PlayStationブラックアウトが8月23日開始へ ソニーへの影響は限定的か

ソニーが進めるデジタル化への反対を掲げ、PlayStationユーザーにゲーム機の利用停止を呼びかける「#PSBlackout」が、8月23日から30日まで実施される予定です。参加者は期間中、PlayStation本体の電源を切るか、PlayStation Networkからログアウトすることで、ソニーに意思を示すとしています。

PlayStationのディスク終了に反発

今回の活動は、ソニーが2028年1月以降、PlayStation向けの新たなディスク生産を終了する方針に反発するものです。物理メディアからデジタル販売への移行が進むなか、これに異議を唱えるユーザーがSNS上で呼びかけを始めました。

主催者側は8月23日から30日までの1週間を「経済活動とゲームプレイのボイコット期間」と位置付け、期間中はゲーム機を起動しない、あるいはアカウントからログアウトするようPlayStationユーザーに求めています。

ゲームを購入したりオンラインサービスを利用したりする機会を減らすことで、ユーザー側にもデジタル化に対する意思表示ができるという考えです。

実施時期に疑問の声も

一方で、この「PlayStationブラックアウト」には当初から批判的な意見も少なくありません。
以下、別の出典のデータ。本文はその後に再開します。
//! In-process HTTP tests for both services

use std::path::Path;
use std::sync::{Arc, Mutex};

use async_trait::async_trait;
use axum::Router;
use axum::body::{Body, to_bytes};
use axum::http::{Request, StatusCode, header};
use serde_json::{Value, json};
use tower::ServiceExt;

use docrag_core::{
    Embedder, Error, GenerationConfig, GenerationResult, LLMProvider, Result, VectorIndex,
};
use docrag_rag::{HashEmbedder, IngestionPipeline, LocalVectorIndex, RagEngine, ScratchDir};

use crate::*;

const BOUNDARY: &str = "docrag-test-boundary";

/// Replies with the first retrieved `Content:` line, or fails when told to
#[derive(Default)]
struct EchoLlm {
    fail: bool,
    prompts: Mutex<Vec<String>>,
}

#[async_trait]
impl LLMProvider for EchoLlm {
    async fn generate(&self, prompt: &str) -> Result<GenerationResult> {
        self.generate_with_config(prompt, &GenerationConfig::default()).await
    }

    async fn generate_with_config(
        &self,
        prompt: &str,
        config: &GenerationConfig,
    ) -> Result<GenerationResult> {
        if self.fail {
            return Err(Error::LLMProvider("model unavailable".to_string()));
        }
        self.prompts.lock().unwrap().push(prompt.to_string());

        let text = prompt
            .lines()
            .find_map(|line| line.strip_prefix("Content: "))
            .map(|content| format!("From your documents: {}", content))
            .unwrap_or_else(|| "No documents matched.".to_string());
        Ok(GenerationResult {
            text,
            model_id: config.model_id.clone(),
            tokens_used: None,
        })
    }

    fn model_id(&self) -> &str {
        "echo"
    }
}

struct TestApps {
    ingest: Router,
    query: Router,
    index: Arc<LocalVectorIndex>,
    llm: Arc<EchoLlm>,
}

fn apps(upload_dir: &Path, llm: EchoLlm) -> TestApps {
    apps_with(ServiceConfig::local("docs"), upload_dir, llm)
}

fn apps_with(config: ServiceConfig, upload_dir: &Path, llm: EchoLlm) -> TestApps {
    let embedder: Arc<dyn Embedder> = Arc::new(HashEmbedder::default());
    let index = Arc::new(LocalVectorIndex::new("docs"));
    let llm = Arc::new(llm);

    let pipeline =
        IngestionPipeline::new(embedder.clone(), index.clone(), &config.indexing).unwrap();
    let scratch = ScratchDir::new(upload_dir);
    let ingest_state = IngestState::new(pipeline, scratch, config.max_upload_bytes);
    let engine = RagEngine::new(embedder, index.clone(), llm.clone(), GenerationConfig::default());

    TestApps {
        ingest: http::with_layers(ingest::router(ingest_state), &config).unwrap(),
        query: http::with_layers(query::router(QueryState::new(engine)), &config).unwrap(),
        index,
        llm,
    }
}

fn multipart_request(field: &str, file_name: &str, bytes: &[u8]) -> Request<Body> {
    let mut body = Vec::new();
    body.extend_from_slice(
        format!(
            "--{BOUNDARY}\r\nContent-Disposition: form-data; name=\"{field}\"; filename=\"{file_name}\"\r\nContent-Type: application/octet-stream\r\n\r\n"
        )
        .as_bytes(),
    );
    body.extend_from_slice(bytes);
    body.extend_from_slice(format!("\r\n--{BOUNDARY}--\r\n").as_bytes());

    Request::post("/process")
        .header(
            header::CONTENT_TYPE,
            format!("multipart/form-data; boundary={BOUNDARY}"),
        )
        .body(Body::from(body))
        .unwrap()
}

fn json_request(uri: &str, body: Value) -> Request<Body> {
    Request::post(uri)
        .header(header::CONTENT_TYPE, "application/json")
        .body(Body::from(body.to_string()))
        .unwrap()
}

async fn send(app: &Router, request: Request<Body>) -> (StatusCode, Value) {
    let response = app.clone().oneshot(request).await.unwrap();
    let status = response.status();
    let bytes = to_bytes(response.into_body(), usize::MAX).await.unwrap();
    let body = serde_json::from_slice(&bytes).unwrap_or(Value::Null);
    (status, body)
}

#[tokio::test]
async fn health_and_banner() {
    let dir = tempfile::tempdir().unwrap();
    let apps = apps(dir.path(), EchoLlm::default());

    for app in [&apps.ingest, &apps.query] {
        let (status, body) = send(app, Request::get("/health").body(Body::empty()).unwrap()).await;
        assert_eq!(status, StatusCode::OK);
        assert_eq!(body, json!({"status": "healthy"}));
    }

    let (_, body) = send(&apps.ingest, Request::get("/").body(Body::empty()).unwrap()).await;
    assert_eq!(body, json!({"message": "docrag ingestion service"}));
    let (_, body) = send(&apps.query, Request::get("/").body(Body::empty()).unwrap()).await;
    assert_eq!(body, json!({"message": "docrag query service"}));
}

#[tokio::test]
async fn uploaded_document_grounds_the_answer() {
    let dir = tempfile::tempdir().unwrap();
    let apps = apps(dir.path(), EchoLlm::default());

    let (status, body) = send(
        &apps.ingest,
        multipart_request("file", "sky.txt", b"The sky is blue."),
    )
    .await;
    assert_eq!(status, StatusCode::OK);
    assert_eq!(body["status"], "success");
    assert_eq!(body["chunk_count"], 1);
    insta::assert_snapshot!(body["message"].as_str().unwrap(), @"File processed and uploaded to vector store. Created 1 chunks.");
    assert_eq!(
        body["file_path"].as_str().unwrap(),
        dir.path().join("sky.txt").to_string_lossy()
    );
    assert_eq!(apps.index.count().await.unwrap(), 1);

    let (status, body) = send(
        &apps.query,
        json_request("/generate", json!({"prompt": "What color is the sky?"})),
    )
    .await;
    assert_eq!(status, StatusCode::OK);
    assert_eq!(body, json!({"response": "From your documents: The sky is blue."}));
}

#[tokio::test]
async fn chat_history_is_forwarded_and_truncated() {
    let dir = tempfile::tempdir().unwrap();
    let apps = apps(dir.path(), EchoLlm::default());

    let history: Vec<Value> = (1..=6)
        .map(|i| json!({"role": "user", "content": format!("turn {}", i)}))
        .collect();
    let (status, body) = send(
        &apps.query,
        json_request("/generate", json!({"prompt": "Anything?", "chat_history": history})),
    )
    .await;

    assert_eq!(status, StatusCode::OK);
    assert_eq!(body["response"], "No documents matched.");

    let prompts = apps.llm.prompts.lock().unwrap();
    assert!(!prompts[0].contains("turn 1"));
    let kept = (2..=6).map(|i| format!("user: turn {}", i)).collect::<Vec<_>>();
    assert!(prompts[0].contains(&kept.join("\n")));
}

#[tokio::test]
async fn upload_without_file_field_is_an_error_status() {
    let dir = tempfile::tempdir().unwrap();
    let apps = apps(dir.path(), EchoLlm::default());

    let (status, body) = send(
        &apps.ingest,
        multipart_request("document", "sky.txt", b"The sky is blue."),
    )
    .await;

    assert_eq!(status, StatusCode::OK);
    assert_eq!(body["status"], "error");
    assert!(body["message"].as_str().unwrap().contains("\"file\""));
    assert!(body.get("chunk_count").is_none());
}

#[tokio::test]
async fn binary_and_empty_uploads_are_rejected() {
    let dir = tempfile::tempdir().unwrap();
    let apps = apps(dir.path(), EchoLlm::default());

    let (status, body) = send(
        &apps.ingest,
        multipart_request("file", "archive.bin", &[0x50, 0x4b, 0x03, 0x04, 0x00, 0x00]),
    )
    .await;
    assert_eq!(status, StatusCode::OK);
    assert_eq!(body["status"], "error");

    let (_, body) = send(&apps.ingest, multipart_request("file", "empty.txt", b"")).await;
    assert_eq!(
        body,
        json!({"status": "error", "message": "No documents created from file"})
    );

    assert_eq!(apps.index.count().await.unwrap(), 0);
}

#[tokio::test]
async fn each_upload_replaces_the_scratch_contents() {
    let dir = tempfile::tempdir().unwrap();
    let apps = apps(dir.path(), EchoLlm::default());

    send(&apps.ingest, multipart_request("file", "first.txt", b"First file.")).await;
    send(&apps.ingest, multipart_request("file", "second.txt", b"Second file.")).await;

    assert!(!dir.path().join("first.txt").exists());
    assert!(dir.path().join("second.txt").exists());
    assert_eq!(apps.index.count().await.unwrap(), 2);
}

#[tokio::test]
async fn concurrent_uploads_are_ingested_one_at_a_time() {
    let dir = tempfile::tempdir().unwrap();
    let apps = apps(dir.path(), EchoLlm::default());

    let ((_, first), (_, second)) = tokio::join!(
        send(&apps.ingest, multipart_request("file", "sky.txt", b"The sky is blue.")),
        send(&apps.ingest, multipart_request("file", "grass.txt", b"The grass is green.")),
    );

    assert_eq!(first["status"], "success");
    assert_eq!(second["status"], "success");
    assert_eq!(first["chunk_count"], 1);
    assert_eq!(second["chunk_count"], 1);
    assert_eq!(apps.index.count().await.unwrap(), 2);

    let remaining = std::fs::read_dir(dir.path()).unwrap().count();
    assert_eq!(remaining, 1);
}

#[tokio::test]
async fn oversized_uploads_report_the_limit() {
    let dir = tempfile::tempdir().unwrap();
    let mut config = ServiceConfig::local("docs");
    config.max_upload_bytes = 1024;
    let apps = apps_with(config, dir.path(), EchoLlm::default());

    let text = "The sky is blue. ".repeat(256);
    let (status, body) = send(
        &apps.ingest,
        multipart_request("file", "big.txt", text.as_bytes()),
    )
    .await;

    assert_eq!(status, StatusCode::OK);
    assert_eq!(body["status"], "error");
    insta::assert_snapshot!(body["message"].as_str().unwrap(), @"Invalid input: uploaded file is too large (limit 1024 bytes)");
    assert_eq!(apps.index.count().await.unwrap(), 0);
}

#[tokio::test]
async fn model_failure_is_a_500_with_detail() {
    let dir = tempfile::tempdir().unwrap();
    let apps = apps(
        dir.path(),
        EchoLlm {
            fail: true,
            ..EchoLlm::default()
        },
    );

    let (status, body) = send(
        &apps.query,
        json_request("/generate", json!({"prompt": "What color is the sky?"})),
    )
    .await;

    assert_eq!(status, StatusCode::INTERNAL_SERVER_ERROR);
    insta::assert_snapshot!(body.to_string(), @r#"{"detail":"LLM provider error: model unavailable"}"#);
}

#[tokio::test]
async fn malformed_json_is_a_client_error() {
    let dir = tempfile::tempdir().unwrap();
    let apps = apps(dir.path(), EchoLlm::default());

    let request = Request::post("/generate")
        .header(header::CONTENT_TYPE, "application/json")
        .body(Body::from("{not json"))
        .unwrap();
    let (status, _) = send(&apps.query, request).await;
    assert!(status.is_client_error());

    let no_prompt = json_request("/generate", json!({"chat_history": []}));
    let (status, _) = send(&apps.query, no_prompt).await;
    assert!(status.is_client_error());
}

#[tokio::test]
async fn cors_allows_only_configured_origins() {
    let dir = tempfile::tempdir().unwrap();
    let apps = apps(dir.path(), EchoLlm::default());

    let allowed = Request::get("/health")
        .header(header::ORIGIN, "http://localhost:3000")
        .body(Body::empty())
        .unwrap();
    let response = apps.query.clone().oneshot(allowed).await.unwrap();
    assert_eq!(
        response.headers().get(header::ACCESS_CONTROL_ALLOW_ORIGIN).unwrap(),
        "http://localhost:3000"
    );

    let denied = Request::get("/health")
        .header(header::ORIGIN, "http://evil.test")
        .body(Body::empty())
        .unwrap();
    let response = apps.query.clone().oneshot(denied).await.unwrap();
    assert!(response.headers().get(header::ACCESS_CONTROL_ALLOW_ORIGIN).is_none());
}

#[tokio::test]
async fn combined_apps_share_the_in_memory_index() {
    let dir = tempfile::tempdir().unwrap();
    let mut config = ServiceConfig::local("docs");
    config.upload_dir = dir.path().join("uploads");

    // The query app needs a chat model, which the local configuration lacks.
    assert!(combined_apps(&config).await.is_err());

    let clients = Clients::connect(&config).await.unwrap();
    let state = IngestState::from_clients(&clients, &config).unwrap();
    let app = ingest::router(state);
    let (_, body) = send(&app, multipart_request("file", "sky.txt", b"The sky is blue.")).await;

    assert_eq!(body["status"], "success");
    assert_eq!(clients.index.count().await.unwrap(), 1);
}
特に指摘されているのが、実施期間です。8月23日から30日という1週間がソニーに大きな影響を与えるタイミングとは言いにくく、仮に多くのユーザーが参加したとしても、販売やサービスへの影響は限定的になる可能性があります。

さらに、ゲーム業界ではこの時期にGamescomが開催されるため、多くのゲームファンがイベント関連の情報を追いかける期間とも重なります。

より大きなタイトルの発売時期に合わせたほうが効果的だったのではないかという指摘もあり、SNSでは今回の活動に懐疑的な反応も見られます。

なかにはボイコット期間中にPlayStationをむしろ長時間プレイしたり、ゲームを購入したりすると宣言するユーザーもいるようです。

ソニーへの圧力につながるかは未知数

もちろん、今回の活動がどれだけの規模に達するのかは現時点では分かりません。SNS上で話題になっていることと、実際に大勢のユーザーが1週間にわたってPlayStationの利用を停止することは別の話だからです。

また、仮に一定数のユーザーが参加したとしても、ソニーが2028年に予定しているディスク生産終了の方針を変更するほどの圧力になるかは疑問が残ります。

一方で、物理メディアを残してほしいというユーザーの声がどの程度存在するのかを示す機会にはなりそうです。特にPlayStation 6の世代ではデジタル化がさらに進むとみられているだけに、今回の動きが単発のボイコットで終わるのか、それとも今後より大きなユーザー運動へ発展するのかは注目されます。

「#PSBlackout」は8月23日から30日までの予定です。実際にどれほどのPlayStationユーザーが参加するのか、そしてソニー側が何らかの反応を示すのかが焦点となりそうです。